Study material:
::::
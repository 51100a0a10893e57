mod actions;
mod app;
mod dom;
mod fabric;
mod net;
mod sink;
mod util;
mod ws;

pub use app::run;
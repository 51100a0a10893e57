use axum::extract::ws::{Message, WebSocket, WebSocketUpgrade};
use axum::extract::State;
use axum::http::{header, StatusCode};
use axum::response::{IntoResponse, Response};
use axum::Json;
use futures_util::{SinkExt, StreamExt};
use guessboard_shared::{ClientKind, ClientMessage, ServerMessage};
use tokio::sync::mpsc;
use tracing::{debug, error, info, warn};
use uuid::Uuid;

use crate::logic::{apply_prepared, dispatch, prepare, Audience};
use crate::persistence::archive_latest;
use crate::state::{AppState, Peer};

pub async fn ping_handler() -> impl IntoResponse {
    StatusCode::NO_CONTENT
}

pub async fn canvas_handler(State(state): State<AppState>) -> Response {
    let latest = state.relay.read().await.latest.clone();
    match latest {
        Some(record) => (
            [
                (header::CONTENT_TYPE, record.image.format.mime()),
                (header::CACHE_CONTROL, "no-store"),
            ],
            record.image.bytes,
        )
            .into_response(),
        None => StatusCode::NOT_FOUND.into_response(),
    }
}

pub async fn archive_handler(State(state): State<AppState>) -> Response {
    match archive_latest(&state, "manual").await {
        Ok(Some(path)) => Json(serde_json::json!({ "path": path.display().to_string() }))
            .into_response(),
        Ok(None) => StatusCode::NOT_FOUND.into_response(),
        Err(error) => {
            error!(%error, "archive failed");
            StatusCode::INTERNAL_SERVER_ERROR.into_response()
        }
    }
}

pub async fn ws_handler(State(state): State<AppState>, ws: WebSocketUpgrade) -> impl IntoResponse {
    ws.on_upgrade(move |socket| handle_socket(socket, state))
}

async fn handle_socket(socket: WebSocket, state: AppState) {
    let (mut socket_sender, mut socket_receiver) = socket.split();
    let (tx, mut rx) = mpsc::unbounded_channel::<ServerMessage>();
    let connection_id = Uuid::new_v4();

    {
        let mut relay = state.relay.write().await;
        relay.peers.insert(
            connection_id,
            Peer {
                kind: ClientKind::Unknown,
                tx,
            },
        );
        info!(conn = %connection_id, peers = relay.peers.len(), "ws connected");
    }

    let send_task = tokio::spawn(async move {
        while let Some(message) = rx.recv().await {
            match serde_json::to_string(&message) {
                Ok(payload) => {
                    if socket_sender.send(Message::Text(payload)).await.is_err() {
                        break;
                    }
                }
                Err(error) => warn!(%error, "server message serialize failed"),
            }
        }
    });

    let mut close_frame = None;

    while let Some(Ok(message)) = socket_receiver.next().await {
        match message {
            Message::Text(text) => {
                let parsed = serde_json::from_str::<ClientMessage>(&text).map(prepare);
                let mut relay = state.relay.write().await;
                match parsed {
                    Ok(prepared) => {
                        if let Some((messages, audience)) =
                            apply_prepared(&mut relay, connection_id, prepared)
                        {
                            dispatch(&mut relay, connection_id, messages, audience);
                        }
                    }
                    Err(error) => {
                        debug!(conn = %connection_id, %error, "malformed client frame");
                        let reply = ServerMessage::Error {
                            message: format!("malformed message: {error}"),
                        };
                        dispatch(&mut relay, connection_id, vec![reply], Audience::Sender);
                    }
                }
            }
            Message::Binary(data) => {
                debug!(conn = %connection_id, bytes = data.len(), "binary frame ignored");
            }
            Message::Close(frame) => {
                close_frame = frame;
                break;
            }
            _ => {}
        }
    }

    {
        let mut relay = state.relay.write().await;
        relay.peers.remove(&connection_id);
        info!(
            conn = %connection_id,
            peers = relay.peers.len(),
            viewers = relay.count(ClientKind::Display) + relay.count(ClientKind::Admin),
            "ws disconnected"
        );
    }
    if let Some(frame) = &close_frame {
        debug!(conn = %connection_id, code = frame.code, reason = %frame.reason, "ws close frame");
    }
    send_task.abort();
}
::::
Reproduce the material while keeping each line exactly as it was written.

repository 51100a0a10893e57
mod actions;
mod app;
mod dom;
mod fabric;
mod net;
mod sink;
mod util;
mod ws;

pub use app::run;
repository 51100a0a10893e57
use axum::extract::ws::{Message, WebSocket, WebSocketUpgrade};
use axum::extract::State;
use axum::http::{header, StatusCode};
use axum::response::{IntoResponse, Response};
use axum::Json;
use futures_util::{SinkExt, StreamExt};
use guessboard_shared::{ClientKind, ClientMessage, ServerMessage};
use tokio::sync::mpsc;
use tracing::{debug, error, info, warn};
use uuid::Uuid;

use crate::logic::{apply_prepared, dispatch, prepare, Audience};
use crate::persistence::archive_latest;
use crate::state::{AppState, Peer};

pub async fn ping_handler() -> impl IntoResponse {
    StatusCode::NO_CONTENT
}

pub async fn canvas_handler(State(state): State<AppState>) -> Response {
    let latest = state.relay.read().await.latest.clone();
    match latest {
        Some(record) => (
            [
                (header::CONTENT_TYPE, record.image.format.mime()),
                (header::CACHE_CONTROL, "no-store"),
            ],
            record.image.bytes,
        )
            .into_response(),
        None => StatusCode::NOT_FOUND.into_response(),
    }
}

pub async fn archive_handler(State(state): State<AppState>) -> Response {
    match archive_latest(&state, "manual").await {
        Ok(Some(path)) => Json(serde_json::json!({ "path": path.display().to_string() }))
            .into_response(),
        Ok(None) => StatusCode::NOT_FOUND.into_response(),
        Err(error) => {
            error!(%error, "archive failed");
            StatusCode::INTERNAL_SERVER_ERROR.into_response()
        }
    }
}

pub async fn ws_handler(State(state): State<AppState>, ws: WebSocketUpgrade) -> impl IntoResponse {
    ws.on_upgrade(move |socket| handle_socket(socket, state))
}

async fn handle_socket(socket: WebSocket, state: AppState) {
    let (mut socket_sender, mut socket_receiver) = socket.split();
    let (tx, mut rx) = mpsc::unbounded_channel::<ServerMessage>();
    let connection_id = Uuid::new_v4();

    {
        let mut relay = state.relay.write().await;
        relay.peers.insert(
            connection_id,
            Peer {
                kind: ClientKind::Unknown,
                tx,
            },
        );
        info!(conn = %connection_id, peers = relay.peers.len(), "ws connected");
    }

    let send_task = tokio::spawn(async move {
        while let Some(message) = rx.recv().await {
            match serde_json::to_string(&message) {
                Ok(payload) => {
                    if socket_sender.send(Message::Text(payload)).await.is_err() {
                        break;
                    }
                }
                Err(error) => warn!(%error, "server message serialize failed"),
            }
        }
    });

    let mut close_frame = None;

    while let Some(Ok(message)) = socket_receiver.next().await {
        match message {
            Message::Text(text) => {
                let parsed = serde_json::from_str::<ClientMessage>(&text).map(prepare);
                let mut relay = state.relay.write().await;
                match parsed {
                    Ok(prepared) => {
                        if let Some((messages, audience)) =
                            apply_prepared(&mut relay, connection_id, prepared)
                        {
                            dispatch(&mut relay, connection_id, messages, audience);
                        }
                    }
                    Err(error) => {
                        debug!(conn = %connection_id, %error, "malformed client frame");
                        let reply = ServerMessage::Error {
                            message: format!("malformed message: {error}"),
                        };
                        dispatch(&mut relay, connection_id, vec![reply], Audience::Sender);
                    }
                }
            }
            Message::Binary(data) => {
                debug!(conn = %connection_id, bytes = data.len(), "binary frame ignored");
            }
            Message::Close(frame) => {
                close_frame = frame;
                break;
            }
            _ => {}
        }
    }

    {
        let mut relay = state.relay.write().await;
        relay.peers.remove(&connection_id);
        info!(
            conn = %connection_id,
            peers = relay.peers.len(),
            viewers = relay.count(ClientKind::Display) + relay.count(ClientKind::Admin),
            "ws disconnected"
        );
    }
    if let Some(frame) = &close_frame {
        debug!(conn = %connection_id, code = frame.code, reason = %frame.reason, "ws close frame");
    }
    send_task.abort();
}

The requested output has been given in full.